Mental Status Exam (MSE): Psychiatry's equivalent of the physical exam.
Used to confirm or rule out specific diagnoses based on findings.
Key components: Appearance, behavior, motor, speech, affect and mood, thought process, thought content, perception, orientation, cognition, insight, and judgment.
Mnemonic to remember: "A Beautiful Mental Status Always Pleases Customers, Provided, Of Course, It's Justified."
Domains of the Mental Status Exam
1. Appearance
Observation: Diagnostic clues from looking at the patient.
Apparent age: Correlates with conditions like ADHD (children) or dementia (elderly).
Facial features: Masked face suggests Parkinson's; flat nasal bridge suggests Down syndrome.
Grooming: Lack of self-care could indicate schizophrenia or severe depression.
Weight: Relevant for diagnosing eating disorders.
2. Behavior
Alertness: Patient's level of consciousness.
Cooperation and rapport: Assesses relationship quality with patient.
Eye contact: Indicator of patient's engagement.

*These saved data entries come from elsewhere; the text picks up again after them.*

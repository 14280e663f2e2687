//! Build identity supplied by Concourse.
//!
//! Concourse exposes the running build's coordinates to `out` scripts via
//! environment variables. They are captured once into a plain struct and
//! passed explicitly into the composer, which keeps composition pure and
//! testable without mutating the process environment.

use std::env;

/// Environment variable for the pipeline name.
const ENV_PIPELINE_NAME: &str = "BUILD_PIPELINE_NAME";
/// Environment variable for the job name.
const ENV_JOB_NAME: &str = "BUILD_JOB_NAME";
/// Environment variable for the build name (the number shown in the UI).
const ENV_BUILD_NAME: &str = "BUILD_NAME";
/// Environment variable for the team name.
const ENV_TEAM_NAME: &str = "BUILD_TEAM_NAME";
/// Environment variable for the externally reachable ATC base URL.
const ENV_ATC_EXTERNAL_URL: &str = "ATC_EXTERNAL_URL";

/// Read-only build coordinates for one invocation.
///
/// Every field is optional in the environment; absent values render as
/// empty strings rather than failing the run.
#[derive(Debug, Clone, Default, PartialEq, Eq)]
pub struct BuildContext {
    pub pipeline: String,
    pub job: String,
    pub build: String,
    pub team: String,
    pub atc_url: String,
}

impl BuildContext {
    /// Capture the build identity from the process environment.
    #[must_use]
    pub fn from_env() -> Self {
        Self {
            pipeline: env::var(ENV_PIPELINE_NAME).unwrap_or_default(),
            job: env::var(ENV_JOB_NAME).unwrap_or_default(),
            build: env::var(ENV_BUILD_NAME).unwrap_or_default(),
            team: env::var(ENV_TEAM_NAME).unwrap_or_default(),
            atc_url: env::var(ENV_ATC_EXTERNAL_URL).unwrap_or_default(),
        }
    }

    /// Render the web URL of this build in the Concourse UI.
    #[must_use]
    pub fn build_url(&self) -> String {
        format!(
            "{}/teams/{}/pipelines/{}/jobs/{}/builds/{}",
            self.atc_url, self.team, self.pipeline, self.job, self.build
        )
    }
}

Activity level: Decreased in depression (psychomotor retardation), increased in mania (psychomotor agitation).
3. Motor
Neurological examination: Observes motor abnormalities.
Conditions: Motor tics (Tourette's), waxy flexibility (catatonia).
Side effects: Extrapyramidal symptoms from antipsychotic drugs.
4. Speech
Verbality: Amount and speed of speech.
Prosody: Melodic quality, absence may suggest depression.
Pressure: Difficulty in containing words (mania) or getting words out.